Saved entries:
____

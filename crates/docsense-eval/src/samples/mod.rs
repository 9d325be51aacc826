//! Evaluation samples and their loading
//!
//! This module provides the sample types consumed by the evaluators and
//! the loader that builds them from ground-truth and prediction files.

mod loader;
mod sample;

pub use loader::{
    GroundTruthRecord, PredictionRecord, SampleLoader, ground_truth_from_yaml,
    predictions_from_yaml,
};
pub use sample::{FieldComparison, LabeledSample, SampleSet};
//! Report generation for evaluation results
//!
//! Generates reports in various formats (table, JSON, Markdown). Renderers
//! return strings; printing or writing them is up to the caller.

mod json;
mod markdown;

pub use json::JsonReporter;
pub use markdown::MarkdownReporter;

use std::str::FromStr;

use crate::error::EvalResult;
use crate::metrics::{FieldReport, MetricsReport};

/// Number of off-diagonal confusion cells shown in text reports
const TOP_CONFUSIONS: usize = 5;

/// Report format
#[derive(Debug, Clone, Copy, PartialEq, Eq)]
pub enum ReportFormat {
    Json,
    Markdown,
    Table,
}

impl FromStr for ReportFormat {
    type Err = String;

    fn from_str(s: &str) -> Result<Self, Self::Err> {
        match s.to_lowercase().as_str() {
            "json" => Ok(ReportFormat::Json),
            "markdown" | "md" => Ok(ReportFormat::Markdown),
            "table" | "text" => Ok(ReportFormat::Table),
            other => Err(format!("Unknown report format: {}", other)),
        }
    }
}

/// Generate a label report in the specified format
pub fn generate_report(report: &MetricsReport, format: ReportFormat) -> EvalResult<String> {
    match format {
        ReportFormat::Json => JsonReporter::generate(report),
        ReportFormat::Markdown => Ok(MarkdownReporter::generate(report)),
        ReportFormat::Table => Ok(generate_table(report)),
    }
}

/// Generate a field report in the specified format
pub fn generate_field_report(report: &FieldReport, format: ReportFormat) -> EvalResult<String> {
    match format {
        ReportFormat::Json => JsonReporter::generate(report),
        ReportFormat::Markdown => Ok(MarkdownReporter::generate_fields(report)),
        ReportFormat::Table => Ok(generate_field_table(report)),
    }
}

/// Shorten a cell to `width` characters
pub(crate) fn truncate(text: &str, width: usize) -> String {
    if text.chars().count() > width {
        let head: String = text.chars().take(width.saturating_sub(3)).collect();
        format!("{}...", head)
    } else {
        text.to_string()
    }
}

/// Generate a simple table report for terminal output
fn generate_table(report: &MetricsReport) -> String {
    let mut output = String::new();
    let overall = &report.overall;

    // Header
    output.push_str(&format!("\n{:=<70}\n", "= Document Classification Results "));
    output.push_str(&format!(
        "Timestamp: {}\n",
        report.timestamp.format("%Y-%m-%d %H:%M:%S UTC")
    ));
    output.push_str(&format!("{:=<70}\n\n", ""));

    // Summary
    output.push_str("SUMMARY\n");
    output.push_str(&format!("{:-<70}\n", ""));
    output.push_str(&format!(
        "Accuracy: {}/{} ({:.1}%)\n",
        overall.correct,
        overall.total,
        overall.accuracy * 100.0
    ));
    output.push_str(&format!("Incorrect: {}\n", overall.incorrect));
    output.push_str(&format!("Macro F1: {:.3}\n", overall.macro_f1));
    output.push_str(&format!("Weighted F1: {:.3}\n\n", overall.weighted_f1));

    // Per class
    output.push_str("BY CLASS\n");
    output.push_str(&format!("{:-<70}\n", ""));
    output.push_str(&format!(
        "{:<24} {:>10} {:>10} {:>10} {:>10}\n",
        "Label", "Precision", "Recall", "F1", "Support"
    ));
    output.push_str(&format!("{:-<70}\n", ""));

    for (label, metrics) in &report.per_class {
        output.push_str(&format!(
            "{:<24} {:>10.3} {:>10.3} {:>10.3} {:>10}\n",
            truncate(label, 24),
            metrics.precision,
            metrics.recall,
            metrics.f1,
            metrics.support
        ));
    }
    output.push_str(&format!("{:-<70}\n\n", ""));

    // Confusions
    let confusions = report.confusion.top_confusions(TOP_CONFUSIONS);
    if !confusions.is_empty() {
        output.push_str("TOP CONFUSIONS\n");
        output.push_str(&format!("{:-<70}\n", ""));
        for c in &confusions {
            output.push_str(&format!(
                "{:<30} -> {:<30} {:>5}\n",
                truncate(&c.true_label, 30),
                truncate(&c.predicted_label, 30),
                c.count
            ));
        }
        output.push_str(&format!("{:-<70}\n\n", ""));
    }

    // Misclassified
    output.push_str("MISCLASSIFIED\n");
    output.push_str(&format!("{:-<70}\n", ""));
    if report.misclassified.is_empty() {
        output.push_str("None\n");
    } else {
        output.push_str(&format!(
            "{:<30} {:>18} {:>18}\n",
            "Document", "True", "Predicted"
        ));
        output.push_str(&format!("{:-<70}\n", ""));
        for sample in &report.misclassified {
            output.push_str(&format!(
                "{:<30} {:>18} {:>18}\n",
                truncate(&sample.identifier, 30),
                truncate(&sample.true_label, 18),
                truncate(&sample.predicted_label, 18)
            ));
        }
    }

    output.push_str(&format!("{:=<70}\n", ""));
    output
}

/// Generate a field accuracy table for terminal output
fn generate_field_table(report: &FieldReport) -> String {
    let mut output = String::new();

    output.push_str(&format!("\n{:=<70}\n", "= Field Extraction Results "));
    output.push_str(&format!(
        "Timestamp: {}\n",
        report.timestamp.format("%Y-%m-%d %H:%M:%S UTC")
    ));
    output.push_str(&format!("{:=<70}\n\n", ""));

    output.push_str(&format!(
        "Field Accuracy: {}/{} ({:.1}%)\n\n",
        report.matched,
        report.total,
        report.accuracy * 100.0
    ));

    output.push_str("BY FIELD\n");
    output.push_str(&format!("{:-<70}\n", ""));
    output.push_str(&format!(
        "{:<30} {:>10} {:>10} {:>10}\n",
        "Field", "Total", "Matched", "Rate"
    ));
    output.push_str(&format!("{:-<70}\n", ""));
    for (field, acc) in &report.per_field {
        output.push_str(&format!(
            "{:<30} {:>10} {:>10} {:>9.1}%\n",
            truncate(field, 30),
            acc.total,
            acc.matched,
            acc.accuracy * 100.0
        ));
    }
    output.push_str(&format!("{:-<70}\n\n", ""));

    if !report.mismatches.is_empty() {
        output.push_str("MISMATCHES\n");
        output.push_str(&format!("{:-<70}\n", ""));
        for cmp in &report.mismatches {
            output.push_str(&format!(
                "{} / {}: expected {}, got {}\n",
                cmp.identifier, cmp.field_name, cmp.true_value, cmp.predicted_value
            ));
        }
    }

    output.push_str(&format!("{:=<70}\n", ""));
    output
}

____

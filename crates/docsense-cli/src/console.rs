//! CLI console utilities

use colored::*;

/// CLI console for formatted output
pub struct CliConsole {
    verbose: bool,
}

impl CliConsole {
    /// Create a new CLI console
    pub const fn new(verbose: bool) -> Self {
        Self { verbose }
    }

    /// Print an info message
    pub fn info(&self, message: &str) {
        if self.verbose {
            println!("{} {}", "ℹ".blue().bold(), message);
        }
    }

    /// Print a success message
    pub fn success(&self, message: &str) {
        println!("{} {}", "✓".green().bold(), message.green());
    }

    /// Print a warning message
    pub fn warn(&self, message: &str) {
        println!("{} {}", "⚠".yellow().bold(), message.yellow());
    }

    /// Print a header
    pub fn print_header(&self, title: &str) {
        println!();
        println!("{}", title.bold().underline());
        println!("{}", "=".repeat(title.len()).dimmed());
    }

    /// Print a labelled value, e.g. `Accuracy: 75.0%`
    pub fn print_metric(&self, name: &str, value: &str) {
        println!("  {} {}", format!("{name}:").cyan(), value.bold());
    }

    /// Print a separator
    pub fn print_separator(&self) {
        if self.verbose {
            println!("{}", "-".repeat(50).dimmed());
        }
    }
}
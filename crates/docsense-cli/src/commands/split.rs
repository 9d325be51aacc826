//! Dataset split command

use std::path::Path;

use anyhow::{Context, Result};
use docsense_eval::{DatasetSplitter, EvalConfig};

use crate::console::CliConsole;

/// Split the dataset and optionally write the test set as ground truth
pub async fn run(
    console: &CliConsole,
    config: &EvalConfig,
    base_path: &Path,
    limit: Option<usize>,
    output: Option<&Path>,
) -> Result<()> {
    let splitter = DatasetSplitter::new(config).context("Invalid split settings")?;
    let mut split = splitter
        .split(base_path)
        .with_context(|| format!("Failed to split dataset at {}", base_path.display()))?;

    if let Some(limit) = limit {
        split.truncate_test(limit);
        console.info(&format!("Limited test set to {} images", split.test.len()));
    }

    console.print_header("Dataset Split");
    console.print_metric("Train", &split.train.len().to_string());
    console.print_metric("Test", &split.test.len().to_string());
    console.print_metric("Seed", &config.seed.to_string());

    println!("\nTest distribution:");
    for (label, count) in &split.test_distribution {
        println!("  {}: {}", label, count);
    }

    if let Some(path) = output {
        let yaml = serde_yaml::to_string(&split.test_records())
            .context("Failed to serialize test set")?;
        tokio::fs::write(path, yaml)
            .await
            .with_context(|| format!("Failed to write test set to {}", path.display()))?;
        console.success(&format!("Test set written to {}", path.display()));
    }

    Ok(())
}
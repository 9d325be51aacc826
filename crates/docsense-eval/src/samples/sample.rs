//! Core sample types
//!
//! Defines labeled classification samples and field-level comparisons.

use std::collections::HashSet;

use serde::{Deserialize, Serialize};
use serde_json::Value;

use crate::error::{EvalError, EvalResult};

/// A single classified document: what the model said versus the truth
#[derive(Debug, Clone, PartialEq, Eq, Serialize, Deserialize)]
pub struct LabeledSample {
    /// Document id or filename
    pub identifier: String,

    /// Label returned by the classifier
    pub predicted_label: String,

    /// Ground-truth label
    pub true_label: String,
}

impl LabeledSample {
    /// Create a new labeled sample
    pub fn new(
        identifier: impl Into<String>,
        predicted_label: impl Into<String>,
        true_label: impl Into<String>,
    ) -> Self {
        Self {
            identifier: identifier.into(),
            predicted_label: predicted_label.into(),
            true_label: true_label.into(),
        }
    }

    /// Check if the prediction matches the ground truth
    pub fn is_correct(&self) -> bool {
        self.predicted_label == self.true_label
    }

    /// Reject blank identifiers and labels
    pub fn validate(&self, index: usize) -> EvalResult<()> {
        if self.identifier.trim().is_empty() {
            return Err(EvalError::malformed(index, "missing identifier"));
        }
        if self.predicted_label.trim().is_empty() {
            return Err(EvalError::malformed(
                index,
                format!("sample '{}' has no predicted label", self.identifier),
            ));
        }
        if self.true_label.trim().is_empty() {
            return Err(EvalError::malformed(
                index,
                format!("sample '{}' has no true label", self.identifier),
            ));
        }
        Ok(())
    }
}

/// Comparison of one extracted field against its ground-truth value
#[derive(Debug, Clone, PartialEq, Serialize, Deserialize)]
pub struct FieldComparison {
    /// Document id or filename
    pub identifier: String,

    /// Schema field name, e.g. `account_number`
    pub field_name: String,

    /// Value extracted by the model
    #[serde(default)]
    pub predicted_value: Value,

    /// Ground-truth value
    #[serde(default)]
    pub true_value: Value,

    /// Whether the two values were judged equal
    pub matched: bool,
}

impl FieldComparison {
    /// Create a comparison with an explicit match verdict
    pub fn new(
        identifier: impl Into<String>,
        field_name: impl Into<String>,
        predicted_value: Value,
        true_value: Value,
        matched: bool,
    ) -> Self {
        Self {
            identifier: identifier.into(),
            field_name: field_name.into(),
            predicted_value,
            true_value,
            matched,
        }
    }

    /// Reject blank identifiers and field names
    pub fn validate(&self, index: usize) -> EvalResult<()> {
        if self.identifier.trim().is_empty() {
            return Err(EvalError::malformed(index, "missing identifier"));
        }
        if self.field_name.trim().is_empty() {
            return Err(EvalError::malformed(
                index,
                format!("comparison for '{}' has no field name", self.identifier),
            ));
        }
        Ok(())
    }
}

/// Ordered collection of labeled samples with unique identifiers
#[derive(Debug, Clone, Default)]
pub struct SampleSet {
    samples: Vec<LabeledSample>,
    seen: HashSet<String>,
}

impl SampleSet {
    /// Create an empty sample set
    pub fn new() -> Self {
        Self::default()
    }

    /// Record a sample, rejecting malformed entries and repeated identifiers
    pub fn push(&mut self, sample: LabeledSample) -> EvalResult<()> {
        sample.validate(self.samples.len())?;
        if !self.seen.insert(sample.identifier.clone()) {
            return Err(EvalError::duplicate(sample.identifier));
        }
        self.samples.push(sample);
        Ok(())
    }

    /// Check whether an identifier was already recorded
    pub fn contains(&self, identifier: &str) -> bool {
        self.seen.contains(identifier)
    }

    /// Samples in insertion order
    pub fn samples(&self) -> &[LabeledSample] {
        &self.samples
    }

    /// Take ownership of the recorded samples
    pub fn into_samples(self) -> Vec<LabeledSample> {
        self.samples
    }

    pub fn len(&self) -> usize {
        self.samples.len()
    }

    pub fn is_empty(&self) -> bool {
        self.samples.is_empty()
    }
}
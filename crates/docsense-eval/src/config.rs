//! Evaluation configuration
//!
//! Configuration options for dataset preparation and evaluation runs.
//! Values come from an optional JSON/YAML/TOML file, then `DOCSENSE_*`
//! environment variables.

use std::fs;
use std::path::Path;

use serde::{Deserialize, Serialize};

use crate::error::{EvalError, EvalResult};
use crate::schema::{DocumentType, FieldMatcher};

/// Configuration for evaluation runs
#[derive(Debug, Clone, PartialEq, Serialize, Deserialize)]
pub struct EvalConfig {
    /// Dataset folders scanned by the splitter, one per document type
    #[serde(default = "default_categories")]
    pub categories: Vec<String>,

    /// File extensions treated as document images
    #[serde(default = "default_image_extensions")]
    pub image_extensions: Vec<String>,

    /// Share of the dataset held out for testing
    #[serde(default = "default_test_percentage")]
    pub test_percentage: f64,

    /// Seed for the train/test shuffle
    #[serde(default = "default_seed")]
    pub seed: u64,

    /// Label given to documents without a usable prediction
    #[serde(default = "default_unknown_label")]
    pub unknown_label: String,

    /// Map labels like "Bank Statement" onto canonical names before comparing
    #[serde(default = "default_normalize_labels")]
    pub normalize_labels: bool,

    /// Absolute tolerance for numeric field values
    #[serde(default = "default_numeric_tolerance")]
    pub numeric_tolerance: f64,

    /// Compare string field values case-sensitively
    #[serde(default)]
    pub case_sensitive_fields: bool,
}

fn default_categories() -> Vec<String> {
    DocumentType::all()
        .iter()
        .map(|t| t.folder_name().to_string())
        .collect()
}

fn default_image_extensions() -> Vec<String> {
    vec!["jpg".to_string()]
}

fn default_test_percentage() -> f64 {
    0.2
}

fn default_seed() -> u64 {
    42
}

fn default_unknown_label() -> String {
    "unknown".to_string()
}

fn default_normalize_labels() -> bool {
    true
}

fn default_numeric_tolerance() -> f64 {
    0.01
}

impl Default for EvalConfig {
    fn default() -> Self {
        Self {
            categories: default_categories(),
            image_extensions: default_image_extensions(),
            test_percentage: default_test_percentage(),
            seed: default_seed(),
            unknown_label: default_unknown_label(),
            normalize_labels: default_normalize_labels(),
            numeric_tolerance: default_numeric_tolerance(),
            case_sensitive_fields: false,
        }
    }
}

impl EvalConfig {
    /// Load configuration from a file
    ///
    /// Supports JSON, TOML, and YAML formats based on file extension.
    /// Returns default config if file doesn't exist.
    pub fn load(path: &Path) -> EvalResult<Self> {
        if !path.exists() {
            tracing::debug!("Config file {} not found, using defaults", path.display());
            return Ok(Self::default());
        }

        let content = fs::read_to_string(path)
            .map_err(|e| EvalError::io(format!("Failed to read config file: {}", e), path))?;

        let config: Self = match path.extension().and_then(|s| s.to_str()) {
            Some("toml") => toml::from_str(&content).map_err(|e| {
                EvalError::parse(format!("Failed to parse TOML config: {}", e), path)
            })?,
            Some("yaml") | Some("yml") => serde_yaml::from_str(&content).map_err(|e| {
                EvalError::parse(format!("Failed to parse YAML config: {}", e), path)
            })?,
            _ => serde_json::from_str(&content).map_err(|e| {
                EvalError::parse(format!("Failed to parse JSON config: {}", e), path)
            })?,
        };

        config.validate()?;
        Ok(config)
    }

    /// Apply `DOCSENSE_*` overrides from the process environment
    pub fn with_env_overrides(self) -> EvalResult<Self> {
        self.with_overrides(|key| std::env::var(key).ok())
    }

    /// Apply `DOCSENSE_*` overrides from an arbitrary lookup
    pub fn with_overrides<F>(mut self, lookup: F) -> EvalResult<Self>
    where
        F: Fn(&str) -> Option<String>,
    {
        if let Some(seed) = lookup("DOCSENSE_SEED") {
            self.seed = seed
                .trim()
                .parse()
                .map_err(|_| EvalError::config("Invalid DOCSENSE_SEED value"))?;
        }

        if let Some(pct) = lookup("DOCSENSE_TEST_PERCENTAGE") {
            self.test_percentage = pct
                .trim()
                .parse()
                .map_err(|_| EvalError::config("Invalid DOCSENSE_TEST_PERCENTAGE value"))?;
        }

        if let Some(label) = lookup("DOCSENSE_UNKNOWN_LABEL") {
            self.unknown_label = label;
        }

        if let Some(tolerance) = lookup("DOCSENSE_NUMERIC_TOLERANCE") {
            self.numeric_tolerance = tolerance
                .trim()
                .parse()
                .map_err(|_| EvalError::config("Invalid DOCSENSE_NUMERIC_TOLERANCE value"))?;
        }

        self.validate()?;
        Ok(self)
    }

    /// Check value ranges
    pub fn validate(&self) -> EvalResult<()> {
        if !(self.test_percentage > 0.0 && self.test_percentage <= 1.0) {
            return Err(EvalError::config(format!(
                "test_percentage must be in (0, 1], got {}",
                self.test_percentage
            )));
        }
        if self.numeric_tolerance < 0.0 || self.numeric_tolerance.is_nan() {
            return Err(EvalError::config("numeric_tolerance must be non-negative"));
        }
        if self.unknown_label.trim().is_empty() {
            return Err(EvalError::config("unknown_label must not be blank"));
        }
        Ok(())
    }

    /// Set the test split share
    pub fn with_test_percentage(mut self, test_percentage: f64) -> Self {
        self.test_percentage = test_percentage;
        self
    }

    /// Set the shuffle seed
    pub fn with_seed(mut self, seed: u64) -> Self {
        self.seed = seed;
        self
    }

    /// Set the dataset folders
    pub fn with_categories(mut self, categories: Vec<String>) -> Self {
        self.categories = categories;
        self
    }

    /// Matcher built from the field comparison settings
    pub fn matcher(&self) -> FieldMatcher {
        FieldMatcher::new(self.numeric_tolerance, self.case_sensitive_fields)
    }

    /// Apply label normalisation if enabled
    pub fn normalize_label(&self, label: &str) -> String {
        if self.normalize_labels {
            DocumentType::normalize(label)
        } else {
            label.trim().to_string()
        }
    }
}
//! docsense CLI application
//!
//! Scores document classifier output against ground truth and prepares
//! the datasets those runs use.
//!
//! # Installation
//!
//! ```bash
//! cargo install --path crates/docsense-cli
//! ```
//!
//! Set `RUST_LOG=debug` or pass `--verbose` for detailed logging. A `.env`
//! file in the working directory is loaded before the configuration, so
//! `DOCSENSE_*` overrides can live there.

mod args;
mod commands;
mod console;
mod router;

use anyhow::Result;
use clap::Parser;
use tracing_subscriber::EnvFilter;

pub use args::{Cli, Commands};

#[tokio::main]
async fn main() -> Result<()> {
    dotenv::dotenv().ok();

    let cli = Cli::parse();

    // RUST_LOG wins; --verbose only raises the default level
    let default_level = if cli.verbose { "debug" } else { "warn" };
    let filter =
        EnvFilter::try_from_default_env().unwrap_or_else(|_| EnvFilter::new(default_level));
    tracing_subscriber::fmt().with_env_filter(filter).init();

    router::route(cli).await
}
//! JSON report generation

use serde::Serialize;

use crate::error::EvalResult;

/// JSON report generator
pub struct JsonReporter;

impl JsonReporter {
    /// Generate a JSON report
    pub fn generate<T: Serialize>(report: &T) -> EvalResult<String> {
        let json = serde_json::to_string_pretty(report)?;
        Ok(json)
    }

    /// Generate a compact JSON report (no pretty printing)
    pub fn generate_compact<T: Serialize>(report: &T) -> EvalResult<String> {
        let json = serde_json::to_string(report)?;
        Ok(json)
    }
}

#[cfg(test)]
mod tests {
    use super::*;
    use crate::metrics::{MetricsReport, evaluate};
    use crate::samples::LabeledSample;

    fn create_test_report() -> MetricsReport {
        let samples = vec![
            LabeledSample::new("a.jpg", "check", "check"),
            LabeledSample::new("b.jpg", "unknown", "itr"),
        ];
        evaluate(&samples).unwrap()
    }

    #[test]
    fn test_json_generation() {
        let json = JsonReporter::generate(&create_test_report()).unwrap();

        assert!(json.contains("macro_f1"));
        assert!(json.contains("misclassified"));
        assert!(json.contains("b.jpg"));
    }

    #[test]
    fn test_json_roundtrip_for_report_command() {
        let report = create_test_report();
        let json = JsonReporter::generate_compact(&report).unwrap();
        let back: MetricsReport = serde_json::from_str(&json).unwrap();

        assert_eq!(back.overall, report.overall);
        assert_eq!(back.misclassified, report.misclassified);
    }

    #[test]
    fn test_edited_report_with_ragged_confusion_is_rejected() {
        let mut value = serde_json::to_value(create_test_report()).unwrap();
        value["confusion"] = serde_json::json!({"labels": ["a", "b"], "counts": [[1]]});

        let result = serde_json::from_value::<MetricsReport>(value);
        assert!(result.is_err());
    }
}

____

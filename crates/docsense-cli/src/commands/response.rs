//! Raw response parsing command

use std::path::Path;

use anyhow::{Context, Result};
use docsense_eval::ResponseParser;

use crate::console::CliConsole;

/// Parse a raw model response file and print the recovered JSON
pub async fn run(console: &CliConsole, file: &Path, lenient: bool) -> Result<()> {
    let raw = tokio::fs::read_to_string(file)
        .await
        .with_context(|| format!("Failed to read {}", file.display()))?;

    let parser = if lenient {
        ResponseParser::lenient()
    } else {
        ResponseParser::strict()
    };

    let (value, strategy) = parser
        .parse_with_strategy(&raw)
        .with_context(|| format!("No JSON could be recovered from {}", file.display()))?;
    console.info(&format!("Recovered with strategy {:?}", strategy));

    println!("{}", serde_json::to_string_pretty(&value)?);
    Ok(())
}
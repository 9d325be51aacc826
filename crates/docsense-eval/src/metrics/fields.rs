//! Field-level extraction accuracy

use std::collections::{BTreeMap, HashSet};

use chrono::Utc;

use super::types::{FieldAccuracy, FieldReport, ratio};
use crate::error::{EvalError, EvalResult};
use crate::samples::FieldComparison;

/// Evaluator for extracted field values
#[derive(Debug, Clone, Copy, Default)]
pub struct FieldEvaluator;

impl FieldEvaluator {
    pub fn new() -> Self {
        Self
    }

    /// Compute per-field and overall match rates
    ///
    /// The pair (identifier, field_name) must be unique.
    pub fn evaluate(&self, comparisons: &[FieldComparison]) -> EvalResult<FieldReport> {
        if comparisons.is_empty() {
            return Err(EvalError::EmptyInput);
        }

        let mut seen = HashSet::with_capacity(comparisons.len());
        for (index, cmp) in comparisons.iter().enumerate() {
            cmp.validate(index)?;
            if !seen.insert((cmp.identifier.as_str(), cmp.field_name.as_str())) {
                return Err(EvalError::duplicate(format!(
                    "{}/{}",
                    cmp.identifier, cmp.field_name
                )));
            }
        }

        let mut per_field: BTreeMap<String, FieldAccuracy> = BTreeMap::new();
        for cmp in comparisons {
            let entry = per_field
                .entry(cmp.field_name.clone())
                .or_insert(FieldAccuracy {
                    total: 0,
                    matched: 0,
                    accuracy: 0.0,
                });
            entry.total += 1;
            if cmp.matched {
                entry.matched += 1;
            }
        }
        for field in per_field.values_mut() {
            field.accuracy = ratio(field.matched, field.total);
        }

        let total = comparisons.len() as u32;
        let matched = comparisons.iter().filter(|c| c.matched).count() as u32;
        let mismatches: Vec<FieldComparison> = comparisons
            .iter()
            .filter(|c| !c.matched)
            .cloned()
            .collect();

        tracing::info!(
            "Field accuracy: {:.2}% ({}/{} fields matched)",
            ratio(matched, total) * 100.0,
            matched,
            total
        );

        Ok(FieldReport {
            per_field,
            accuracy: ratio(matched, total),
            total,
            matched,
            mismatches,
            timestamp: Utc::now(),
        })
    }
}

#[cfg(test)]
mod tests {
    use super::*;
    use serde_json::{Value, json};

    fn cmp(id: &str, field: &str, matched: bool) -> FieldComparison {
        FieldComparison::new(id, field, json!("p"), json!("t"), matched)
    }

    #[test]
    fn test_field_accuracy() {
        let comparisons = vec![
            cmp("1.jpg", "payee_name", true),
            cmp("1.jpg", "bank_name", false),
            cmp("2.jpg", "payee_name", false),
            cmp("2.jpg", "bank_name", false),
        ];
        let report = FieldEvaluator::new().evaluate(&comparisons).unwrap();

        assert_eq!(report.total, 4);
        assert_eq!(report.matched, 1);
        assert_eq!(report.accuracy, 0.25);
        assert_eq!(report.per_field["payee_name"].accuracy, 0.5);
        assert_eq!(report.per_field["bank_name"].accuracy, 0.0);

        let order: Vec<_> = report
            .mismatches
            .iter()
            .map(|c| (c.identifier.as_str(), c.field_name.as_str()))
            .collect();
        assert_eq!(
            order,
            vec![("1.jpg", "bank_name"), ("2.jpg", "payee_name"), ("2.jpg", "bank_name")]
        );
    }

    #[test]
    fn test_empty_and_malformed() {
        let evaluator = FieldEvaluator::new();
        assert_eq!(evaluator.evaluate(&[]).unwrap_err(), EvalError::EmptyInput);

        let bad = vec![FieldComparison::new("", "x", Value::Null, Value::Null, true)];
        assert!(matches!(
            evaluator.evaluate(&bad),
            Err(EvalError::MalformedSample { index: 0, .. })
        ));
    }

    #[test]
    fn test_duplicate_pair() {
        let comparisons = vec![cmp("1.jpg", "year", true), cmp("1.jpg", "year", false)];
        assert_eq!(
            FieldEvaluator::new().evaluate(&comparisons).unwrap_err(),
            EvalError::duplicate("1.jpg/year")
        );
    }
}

____

INSTRUCTIONS FOR THE TASK :: For each line in the entries that holds "JsonReporter", return that line.

ANSWER TO THIS TASK ::
pub use json::JsonReporter;
        ReportFormat::Json => JsonReporter::generate(report),
        ReportFormat::Json => JsonReporter::generate(report),
pub struct JsonReporter;
impl JsonReporter {
        let json = JsonReporter::generate(&create_test_report()).unwrap();
        let json = JsonReporter::generate_compact(&report).unwrap();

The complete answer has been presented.